The Initial Term Loan matures in June 2025. The Incremental Term Loan and the Revolver each mature in March 2025, unless either (i) the Initial Term Loan has been prepaid or refinanced or (ii) commitments under the Revolver are available and have been reserved to repay the Initial Term Loan in full, in which case the Incremental Term Loan and Revolver each mature in December 2026. Scheduled quarterly principal repayments under the Incremental Term Loan beyond the next four quarters and the outstanding balance under the Revolver were classified as non-current at March 31, 2024, as commitments under the Revolver are available and we have the right and ability to reserve such commitments to repay the Initial Term Loan in full, such that the maturity of the Incremental Term Loan and Revolver may be deferred to December 2026.

The Credit Facility has an accordion feature that allows us to increase the Term Loans and/or commitments under the Revolver by $150.0, plus an unlimited amount to the extent that a specified leverage ratio on a pro forma basis does not exceed specified limits, in each case on an uncommitted basis and subject to the satisfaction of certain terms and conditions.

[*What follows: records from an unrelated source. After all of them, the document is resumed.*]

//! # Scale Compatibility Matcher
//!
//! Determine which scales are consistent with a selected chord.
//!
//! ## Policy
//! Candidates come from a curated per-source table, not a brute-force
//! sweep of every scale type — sweeping would surface matches with no
//! music-theoretic relevance to the chord's context:
//! - A **diatonic** chord at degree d offers the church mode of the
//!   parent major scale at that degree, rooted on the chord root
//!   (ii -> dorian, V -> mixolydian, ...), plus the pentatonic of
//!   matching color.
//! - A **secondary dominant** or **tritone substitution** offers
//!   mixolydian on the chord root.
//! - A **modal interchange** chord offers the originating mode at its
//!   degree when the parent is a rotation of the diatonic set; the
//!   harmonic and melodic minor parents (whose modes fall outside the
//!   engine's scale enumeration) offer the parent scale itself, rooted
//!   on the key tonic.
//!
//! A candidate survives only if its full pitch-class set is a superset
//! of the chord's pitch-class set. Characteristic and avoid notes are
//! annotated from the scale library's fixed per-type tables.

use serde::{Deserialize, Serialize};

use crate::chord::ChordQuality;
use crate::error::TheoryError;
use crate::pitch::{note_name_to_pitch_class, transpose, Note};
use crate::scale::{scale_pitch_classes, spelling_for_scale, ScaleType};

/// Where a selected chord came from, deciding which scales are curated
/// for it.
#[derive(Debug, Clone, Copy, PartialEq, Eq, Serialize, Deserialize)]
#[serde(rename_all = "camelCase")]
pub enum ChordSource {
    Diatonic,
    SecondaryDominant,
    TritoneSubstitution,
    Interchange(ScaleType),
}

/// A scale compatible with a selected chord, with the tones worth
/// highlighting over it.
#[derive(Debug, Clone, PartialEq, Eq, Serialize)]
#[serde(rename_all = "camelCase")]
pub struct AvailableScaleInfo {
    pub scale_type: ScaleType,
    pub root: Note,
    pub display_name: String,
    pub characteristic_notes: Vec<Note>,
    pub avoid_notes: Vec<Note>,
}

/// Church modes of the major scale by degree: ionian through locrian.
const MAJOR_DEGREE_MODES: [ScaleType; 7] = [
    ScaleType::Major,
    ScaleType::Dorian,
    ScaleType::Phrygian,
    ScaleType::Lydian,
    ScaleType::Mixolydian,
    ScaleType::NaturalMinor,
    ScaleType::Locrian,
];

/// How many degrees a church mode is rotated from ionian; `None` for
/// scales outside the diatonic rotation family.
fn church_mode_rotation(scale: ScaleType) -> Option<usize> {
    match scale {
        ScaleType::Major => Some(0),
        ScaleType::Dorian => Some(1),
        ScaleType::Phrygian => Some(2),
        ScaleType::Lydian => Some(3),
        ScaleType::Mixolydian => Some(4),
        ScaleType::NaturalMinor => Some(5),
        ScaleType::Locrian => Some(6),
        ScaleType::HarmonicMinor
        | ScaleType::MelodicMinor
        | ScaleType::MajorPentatonic
        | ScaleType::MinorPentatonic => None,
    }
}

/// Find the scales compatible with a selected chord.
///
/// `degree` is the chord's 1-based scale degree within its source;
/// `source` is the palette it was picked from. Returned scales carry
/// their own root so callers can rebuild the note sequence.
pub fn available_scales(
    key_root: &str,
    degree: u8,
    chord_root: &str,
    quality: ChordQuality,
    source: ChordSource,
) -> Result<Vec<AvailableScaleInfo>, TheoryError> {
    let chord_root_pc = note_name_to_pitch_class(chord_root)?;
    // Resolved up front so an invalid key fails even when no candidate
    // ends up rooted on it.
    note_name_to_pitch_class(key_root)?;

    let degree_idx = (degree as usize).saturating_sub(1) % 7;
    let chord_pcs: Vec<u8> = quality
        .intervals()
        .iter()
        .map(|&step| transpose(chord_root_pc, step as i8))
        .collect();

    // (scale, rooted on the chord or on the key tonic)
    let mut candidates: Vec<(ScaleType, &str)> = Vec::new();
    match source {
        ChordSource::Diatonic => {
            candidates.push((MAJOR_DEGREE_MODES[degree_idx], chord_root));
            candidates.push((ScaleType::MajorPentatonic, chord_root));
            candidates.push((ScaleType::MinorPentatonic, chord_root));
        }
        ChordSource::SecondaryDominant | ChordSource::TritoneSubstitution => {
            candidates.push((ScaleType::Mixolydian, chord_root));
        }
        ChordSource::Interchange(parent) => match church_mode_rotation(parent) {
            Some(rotation) => {
                candidates.push((MAJOR_DEGREE_MODES[(rotation + degree_idx) % 7], chord_root));
                candidates.push((ScaleType::MajorPentatonic, chord_root));
                candidates.push((ScaleType::MinorPentatonic, chord_root));
            }
            None => candidates.push((parent, key_root)),
        },
    }

    let mut out = Vec::new();
    for (scale_type, root_name) in candidates {
        let root_pc = note_name_to_pitch_class(root_name)?;
        let scale_pcs = scale_pitch_classes(root_pc, scale_type);
        if !chord_pcs.iter().all(|pc| scale_pcs.contains(pc)) {
            continue;
        }

        let spelling = spelling_for_scale(root_name, scale_type);
        let root = Note::from_pitch_class(root_pc, spelling);
        let display_name = format!("{} {}", root.name, scale_type.display_name());
        out.push(AvailableScaleInfo {
            scale_type,
            display_name,
            characteristic_notes: offsets_to_notes(
                root_pc,
                scale_type.characteristic_offsets(),
                spelling,
            ),
            avoid_notes: offsets_to_notes(root_pc, scale_type.avoid_offsets(), spelling),
            root,
        });
    }
    Ok(out)
}

fn offsets_to_notes(root_pc: u8, offsets: &[u8], spelling: crate::pitch::NoteSpelling) -> Vec<Note> {
    offsets
        .iter()
        .map(|&step| Note::from_pitch_class(transpose(root_pc, step as i8), spelling))
        .collect()
}
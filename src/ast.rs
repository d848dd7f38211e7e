//! Abstract syntax tree for SL programs.
//!
//! This is the typed tree the parser builds and every later pass
//! (memory/symbol allocation, semantic analysis, code generation) walks.
//! Every node carries the source line it came from so diagnostics can
//! point back at the program text.

/// A program is zero or more procedures followed by a single main block.
#[derive(Debug, Clone, PartialEq)]
pub struct Program {
    pub procedures: Vec<ProcedureDef>,
    pub main: Main,
}

#[derive(Debug, Clone, PartialEq)]
pub struct ProcedureDef {
    pub name: String,
    pub formals: Vec<Formal>,
    pub declarations: Vec<Declaration>,
    pub commands: Vec<Command>,
    pub line: usize,
}

#[derive(Debug, Clone, PartialEq)]
pub struct Main {
    pub declarations: Vec<Declaration>,
    pub commands: Vec<Command>,
}

/// A formal parameter of a procedure. `Scalar` is the default (no marker):
/// passed by reference, read-write. `Input` (`I`) is by value, read-only.
/// `Output` (`O`) is by reference. `Array` (`T`) is an array passed by
/// reference.
#[derive(Debug, Clone, PartialEq)]
pub enum Formal {
    Scalar { name: String },
    Array { name: String },
    Input { name: String },
    Output { name: String },
}

impl Formal {
    pub fn name(&self) -> &str {
        match self {
            Formal::Scalar { name }
            | Formal::Array { name }
            | Formal::Input { name }
            | Formal::Output { name } => name,
        }
    }

    pub fn is_array(&self) -> bool {
        matches!(self, Formal::Array { .. })
    }
}

#[derive(Debug, Clone, PartialEq)]
pub enum Declaration {
    Var {
        name: String,
        line: usize,
    },
    Array {
        name: String,
        lo: i64,
        hi: i64,
        line: usize,
    },
}

impl Declaration {
    pub fn name(&self) -> &str {
        match self {
            Declaration::Var { name, .. } | Declaration::Array { name, .. } => name,
        }
    }

    pub fn line(&self) -> usize {
        match self {
            Declaration::Var { line, .. } | Declaration::Array { line, .. } => *line,
        }
    }
}

#[derive(Debug, Clone, PartialEq)]
pub enum Command {
    Assign {
        target: Identifier,
        value: Expr,
        line: usize,
    },
    If {
        cond: Condition,
        then_branch: Vec<Command>,
        else_branch: Vec<Command>,
        line: usize,
    },
    While {
        cond: Condition,
        body: Vec<Command>,
        line: usize,
    },
    Repeat {
        body: Vec<Command>,
        cond: Condition,
        line: usize,
    },
    ForTo {
        iterator: String,
        from: Expr,
        to: Expr,
        body: Vec<Command>,
        line: usize,
    },
    ForDownTo {
        iterator: String,
        from: Expr,
        to: Expr,
        body: Vec<Command>,
        line: usize,
    },
    Read {
        target: Identifier,
        line: usize,
    },
    Write {
        value: Expr,
        line: usize,
    },
    Call {
        name: String,
        actuals: Vec<String>,
        line: usize,
    },
}

impl Command {
    pub fn line(&self) -> usize {
        match self {
            Command::Assign { line, .. }
            | Command::If { line, .. }
            | Command::While { line, .. }
            | Command::Repeat { line, .. }
            | Command::ForTo { line, .. }
            | Command::ForDownTo { line, .. }
            | Command::Read { line, .. }
            | Command::Write { line, .. }
            | Command::Call { line, .. } => *line,
        }
    }
}

#[derive(Debug, Clone, PartialEq)]
pub enum Expr {
    Num(i64),
    Id(Identifier),
    Add(Box<Expr>, Box<Expr>),
    Sub(Box<Expr>, Box<Expr>),
    Mul(Box<Expr>, Box<Expr>),
    Div(Box<Expr>, Box<Expr>),
    Mod(Box<Expr>, Box<Expr>),
}

#[derive(Debug, Clone, PartialEq)]
pub enum Condition {
    Eq(Expr, Expr),
    Neq(Expr, Expr),
    Lt(Expr, Expr),
    Gt(Expr, Expr),
    Le(Expr, Expr),
    Ge(Expr, Expr),
}

/// An identifier reference: a bare scalar, an array indexed by a variable,
/// or an array indexed by a compile-time constant.
#[derive(Debug, Clone, PartialEq)]
pub enum Identifier {
    Scalar { name: String, line: usize },
    IndexedByVar {
        array: String,
        index_var: String,
        line: usize,
    },
    IndexedByConst {
        array: String,
        index: i64,
        line: usize,
    },
}

impl Identifier {
    pub fn line(&self) -> usize {
        match self {
            Identifier::Scalar { line, .. }
            | Identifier::IndexedByVar { line, .. }
            | Identifier::IndexedByConst { line, .. } => *line,
        }
    }

    pub fn base_name(&self) -> &str {
        match self {
            Identifier::Scalar { name, .. } => name,
            Identifier::IndexedByVar { array, .. } | Identifier::IndexedByConst { array, .. } => {
                array
            }
        }
    }
}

Borrowings under the Revolver bear interest, depending on the currency of the borrowing and our election for such currency, at: (i) LIBOR for interest periods beginning prior to the June 2023 Amendments and Adjusted Term SOFR thereafter, (ii) Base Rate, (iii) Canadian Prime, (iv) an Alternative Currency Daily Rate, or (v) an Alternative Currency Term Rate (each as defined in the Credit Facility) plus a specified margin. The margin for borrowings under the Revolver and the Incremental Term Loan ranges from 1.50% — 2.25% for LIBOR and Adjusted Term SOFR borrowings (as applicable) and Alternative Currency borrowings, and between 0.50% — 1.25% for Base Rate and Canadian Prime borrowings, in each case depending on the rate we select and our consolidated leverage ratio (as defined in the Credit Facility). Commitment fees range between 0.30% and 0.45% depending on our consolidated leverage ratio. As of March 31, 2024, the Initial Term Loan bears interest at Adjusted Term SOFR plus 2.125%, and the Incremental Term Loan bears interest at Adjusted Term SOFR plus 1.75%.

The Incremental Term Loan requires quarterly principal repayments of $4.5625, and each of the Term Loans requires a lump sum repayment of the remainder outstanding at maturity. The Initial Term Loan required quarterly principal repayments of $0.875, all of which were paid in prior years. We are also required to make annual prepayments of outstanding obligations under the Credit Facility (applied first to the Term Loans, then to the Revolver, in the manner set forth in the Credit Facility) ranging from 0% — 50% (based on a defined leverage ratio) of specified excess cash flow for the prior fiscal year. No prepayments based on excess cash flow were required in 2023, or will be required in 2024. In addition, prepayments of outstanding obligations under the Credit Facility (applied as described above) may also be required in the amount of specified net cash proceeds received above a specified annual threshold (including proceeds from the disposal of certain assets). No Credit Facility prepayments based on net cash proceeds were required in 2023, or will be required in 2024. Any outstanding amounts under the Revolver are due at maturity.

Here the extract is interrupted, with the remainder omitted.